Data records
- Opening Delimiter -

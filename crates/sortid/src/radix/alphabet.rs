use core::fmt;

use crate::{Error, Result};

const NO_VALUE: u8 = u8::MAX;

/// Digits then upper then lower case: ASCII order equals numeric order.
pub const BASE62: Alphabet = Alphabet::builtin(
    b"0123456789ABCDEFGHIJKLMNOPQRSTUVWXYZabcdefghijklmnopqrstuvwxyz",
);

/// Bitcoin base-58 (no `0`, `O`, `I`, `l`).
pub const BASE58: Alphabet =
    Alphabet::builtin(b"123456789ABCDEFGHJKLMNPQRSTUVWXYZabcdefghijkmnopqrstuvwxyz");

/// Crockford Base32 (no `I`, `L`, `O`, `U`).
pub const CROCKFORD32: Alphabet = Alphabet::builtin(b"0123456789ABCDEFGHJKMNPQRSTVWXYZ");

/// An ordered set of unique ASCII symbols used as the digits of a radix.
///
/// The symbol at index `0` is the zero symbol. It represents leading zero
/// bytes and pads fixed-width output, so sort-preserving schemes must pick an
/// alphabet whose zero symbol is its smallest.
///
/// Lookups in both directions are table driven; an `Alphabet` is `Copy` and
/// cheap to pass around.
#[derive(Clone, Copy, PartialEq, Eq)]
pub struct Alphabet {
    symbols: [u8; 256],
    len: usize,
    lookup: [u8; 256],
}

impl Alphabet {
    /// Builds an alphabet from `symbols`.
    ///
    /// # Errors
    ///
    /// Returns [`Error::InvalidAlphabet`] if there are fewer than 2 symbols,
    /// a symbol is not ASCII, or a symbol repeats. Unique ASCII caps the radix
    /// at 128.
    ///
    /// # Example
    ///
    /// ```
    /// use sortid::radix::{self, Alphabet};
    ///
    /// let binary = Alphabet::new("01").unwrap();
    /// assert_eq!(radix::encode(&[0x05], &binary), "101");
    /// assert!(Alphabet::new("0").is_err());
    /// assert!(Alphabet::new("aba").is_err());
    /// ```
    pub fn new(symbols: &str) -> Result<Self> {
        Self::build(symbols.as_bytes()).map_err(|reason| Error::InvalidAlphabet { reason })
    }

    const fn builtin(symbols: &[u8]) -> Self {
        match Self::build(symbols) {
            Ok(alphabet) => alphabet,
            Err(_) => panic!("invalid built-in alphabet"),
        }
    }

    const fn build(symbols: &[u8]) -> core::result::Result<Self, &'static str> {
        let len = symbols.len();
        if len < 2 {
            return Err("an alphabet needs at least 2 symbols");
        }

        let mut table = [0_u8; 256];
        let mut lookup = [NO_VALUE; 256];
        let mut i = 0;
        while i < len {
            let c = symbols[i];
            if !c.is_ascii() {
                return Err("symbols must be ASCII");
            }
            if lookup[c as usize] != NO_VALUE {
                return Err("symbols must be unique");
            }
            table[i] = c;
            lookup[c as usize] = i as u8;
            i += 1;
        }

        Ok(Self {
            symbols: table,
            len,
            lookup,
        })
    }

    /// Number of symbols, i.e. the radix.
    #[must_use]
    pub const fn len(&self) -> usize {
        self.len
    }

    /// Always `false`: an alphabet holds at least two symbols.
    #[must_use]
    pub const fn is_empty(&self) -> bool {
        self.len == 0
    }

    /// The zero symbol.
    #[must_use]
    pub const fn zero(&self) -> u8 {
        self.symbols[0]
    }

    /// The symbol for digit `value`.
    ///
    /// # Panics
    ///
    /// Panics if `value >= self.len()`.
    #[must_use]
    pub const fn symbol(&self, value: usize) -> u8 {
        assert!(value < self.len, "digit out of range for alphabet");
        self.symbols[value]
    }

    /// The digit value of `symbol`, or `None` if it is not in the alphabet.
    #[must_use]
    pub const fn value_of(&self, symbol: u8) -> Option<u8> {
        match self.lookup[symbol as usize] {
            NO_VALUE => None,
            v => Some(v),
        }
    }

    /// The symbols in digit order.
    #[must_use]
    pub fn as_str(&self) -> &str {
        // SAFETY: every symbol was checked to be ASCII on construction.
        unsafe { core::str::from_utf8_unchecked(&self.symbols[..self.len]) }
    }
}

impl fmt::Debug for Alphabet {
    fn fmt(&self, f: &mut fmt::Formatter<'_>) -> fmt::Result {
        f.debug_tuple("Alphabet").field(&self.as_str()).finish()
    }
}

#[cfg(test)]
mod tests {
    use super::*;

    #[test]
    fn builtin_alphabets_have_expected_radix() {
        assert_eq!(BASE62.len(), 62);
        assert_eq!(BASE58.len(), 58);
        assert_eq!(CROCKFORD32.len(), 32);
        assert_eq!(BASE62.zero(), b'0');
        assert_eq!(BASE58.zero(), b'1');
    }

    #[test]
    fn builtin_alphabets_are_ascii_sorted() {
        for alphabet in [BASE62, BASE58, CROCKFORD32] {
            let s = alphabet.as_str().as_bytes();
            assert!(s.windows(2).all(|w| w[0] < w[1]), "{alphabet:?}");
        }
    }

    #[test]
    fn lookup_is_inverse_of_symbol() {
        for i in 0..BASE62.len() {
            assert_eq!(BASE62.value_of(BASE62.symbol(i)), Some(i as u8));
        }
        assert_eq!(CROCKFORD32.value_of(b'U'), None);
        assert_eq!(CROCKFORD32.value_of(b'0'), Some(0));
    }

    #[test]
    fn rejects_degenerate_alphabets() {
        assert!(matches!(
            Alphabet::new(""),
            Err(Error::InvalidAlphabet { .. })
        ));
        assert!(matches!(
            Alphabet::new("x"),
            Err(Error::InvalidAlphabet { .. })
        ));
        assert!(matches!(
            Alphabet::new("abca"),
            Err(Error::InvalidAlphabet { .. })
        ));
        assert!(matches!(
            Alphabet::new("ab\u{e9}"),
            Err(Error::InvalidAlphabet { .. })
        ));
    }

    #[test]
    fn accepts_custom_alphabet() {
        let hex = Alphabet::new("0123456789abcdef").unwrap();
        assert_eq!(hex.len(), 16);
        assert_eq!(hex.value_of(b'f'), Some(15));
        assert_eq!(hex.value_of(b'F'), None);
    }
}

- Closing Delimiter -

■ Task instructions
Retype the records above so that nothing differs from the original.

■ Reply
filename crates/sortid/src/radix/alphabet.rs
use core::fmt;

use crate::{Error, Result};

const NO_VALUE: u8 = u8::MAX;

/// Digits then upper then lower case: ASCII order equals numeric order.
pub const BASE62: Alphabet = Alphabet::builtin(
    b"0123456789ABCDEFGHIJKLMNOPQRSTUVWXYZabcdefghijklmnopqrstuvwxyz",
);

/// Bitcoin base-58 (no `0`, `O`, `I`, `l`).
pub const BASE58: Alphabet =
    Alphabet::builtin(b"123456789ABCDEFGHJKLMNPQRSTUVWXYZabcdefghijkmnopqrstuvwxyz");

/// Crockford Base32 (no `I`, `L`, `O`, `U`).
pub const CROCKFORD32: Alphabet = Alphabet::builtin(b"0123456789ABCDEFGHJKMNPQRSTVWXYZ");

/// An ordered set of unique ASCII symbols used as the digits of a radix.
///
/// The symbol at index `0` is the zero symbol. It represents leading zero
/// bytes and pads fixed-width output, so sort-preserving schemes must pick an
/// alphabet whose zero symbol is its smallest.
///
/// Lookups in both directions are table driven; an `Alphabet` is `Copy` and
/// cheap to pass around.
#[derive(Clone, Copy, PartialEq, Eq)]
pub struct Alphabet {
    symbols: [u8; 256],
    len: usize,
    lookup: [u8; 256],
}

impl Alphabet {
    /// Builds an alphabet from `symbols`.
    ///
    /// # Errors
    ///
    /// Returns [`Error::InvalidAlphabet`] if there are fewer than 2 symbols,
    /// a symbol is not ASCII, or a symbol repeats. Unique ASCII caps the radix
    /// at 128.
    ///
    /// # Example
    ///
    /// ```
    /// use sortid::radix::{self, Alphabet};
    ///
    /// let binary = Alphabet::new("01").unwrap();
    /// assert_eq!(radix::encode(&[0x05], &binary), "101");
    /// assert!(Alphabet::new("0").is_err());
    /// assert!(Alphabet::new("aba").is_err());
    /// ```
    pub fn new(symbols: &str) -> Result<Self> {
        Self::build(symbols.as_bytes()).map_err(|reason| Error::InvalidAlphabet { reason })
    }

    const fn builtin(symbols: &[u8]) -> Self {
        match Self::build(symbols) {
            Ok(alphabet) => alphabet,
            Err(_) => panic!("invalid built-in alphabet"),
        }
    }

    const fn build(symbols: &[u8]) -> core::result::Result<Self, &'static str> {
        let len = symbols.len();
        if len < 2 {
            return Err("an alphabet needs at least 2 symbols");
        }

        let mut table = [0_u8; 256];
        let mut lookup = [NO_VALUE; 256];
        let mut i = 0;
        while i < len {
            let c = symbols[i];
            if !c.is_ascii() {
                return Err("symbols must be ASCII");
            }
            if lookup[c as usize] != NO_VALUE {
                return Err("symbols must be unique");
            }
            table[i] = c;
            lookup[c as usize] = i as u8;
            i += 1;
        }

        Ok(Self {
            symbols: table,
            len,
            lookup,
        })
    }

    /// Number of symbols, i.e. the radix.
    #[must_use]
    pub const fn len(&self) -> usize {
        self.len
    }

    /// Always `false`: an alphabet holds at least two symbols.
    #[must_use]
    pub const fn is_empty(&self) -> bool {
        self.len == 0
    }

    /// The zero symbol.
    #[must_use]
    pub const fn zero(&self) -> u8 {
        self.symbols[0]
    }

    /// The symbol for digit `value`.
    ///
    /// # Panics
    ///
    /// Panics if `value >= self.len()`.
    #[must_use]
    pub const fn symbol(&self, value: usize) -> u8 {
        assert!(value < self.len, "digit out of range for alphabet");
        self.symbols[value]
    }

    /// The digit value of `symbol`, or `None` if it is not in the alphabet.
    #[must_use]
    pub const fn value_of(&self, symbol: u8) -> Option<u8> {
        match self.lookup[symbol as usize] {
            NO_VALUE => None,
            v => Some(v),
        }
    }

    /// The symbols in digit order.
    #[must_use]
    pub fn as_str(&self) -> &str {
        // SAFETY: every symbol was checked to be ASCII on construction.
        unsafe { core::str::from_utf8_unchecked(&self.symbols[..self.len]) }
    }
}

impl fmt::Debug for Alphabet {
    fn fmt(&self, f: &mut fmt::Formatter<'_>) -> fmt::Result {
        f.debug_tuple("Alphabet").field(&self.as_str()).finish()
    }
}

#[cfg(test)]
mod tests {
    use super::*;

    #[test]
    fn builtin_alphabets_have_expected_radix() {
        assert_eq!(BASE62.len(), 62);
        assert_eq!(BASE58.len(), 58);
        assert_eq!(CROCKFORD32.len(), 32);
        assert_eq!(BASE62.zero(), b'0');
        assert_eq!(BASE58.zero(), b'1');
    }

    #[test]
    fn builtin_alphabets_are_ascii_sorted() {
        for alphabet in [BASE62, BASE58, CROCKFORD32] {
            let s = alphabet.as_str().as_bytes();
            assert!(s.windows(2).all(|w| w[0] < w[1]), "{alphabet:?}");
        }
    }

    #[test]
    fn lookup_is_inverse_of_symbol() {
        for i in 0..BASE62.len() {
            assert_eq!(BASE62.value_of(BASE62.symbol(i)), Some(i as u8));
        }
        assert_eq!(CROCKFORD32.value_of(b'U'), None);
        assert_eq!(CROCKFORD32.value_of(b'0'), Some(0));
    }

    #[test]
    fn rejects_degenerate_alphabets() {
        assert!(matches!(
            Alphabet::new(""),
            Err(Error::InvalidAlphabet { .. })
        ));
        assert!(matches!(
            Alphabet::new("x"),
            Err(Error::InvalidAlphabet { .. })
        ));
        assert!(matches!(
            Alphabet::new("abca"),
            Err(Error::InvalidAlphabet { .. })
        ));
        assert!(matches!(
            Alphabet::new("ab\u{e9}"),
            Err(Error::InvalidAlphabet { .. })
        ));
    }

    #[test]
    fn accepts_custom_alphabet() {
        let hex = Alphabet::new("0123456789abcdef").unwrap();
        assert_eq!(hex.len(), 16);
        assert_eq!(hex.value_of(b'f'), Some(15));
        assert_eq!(hex.value_of(b'F'), None);
    }
}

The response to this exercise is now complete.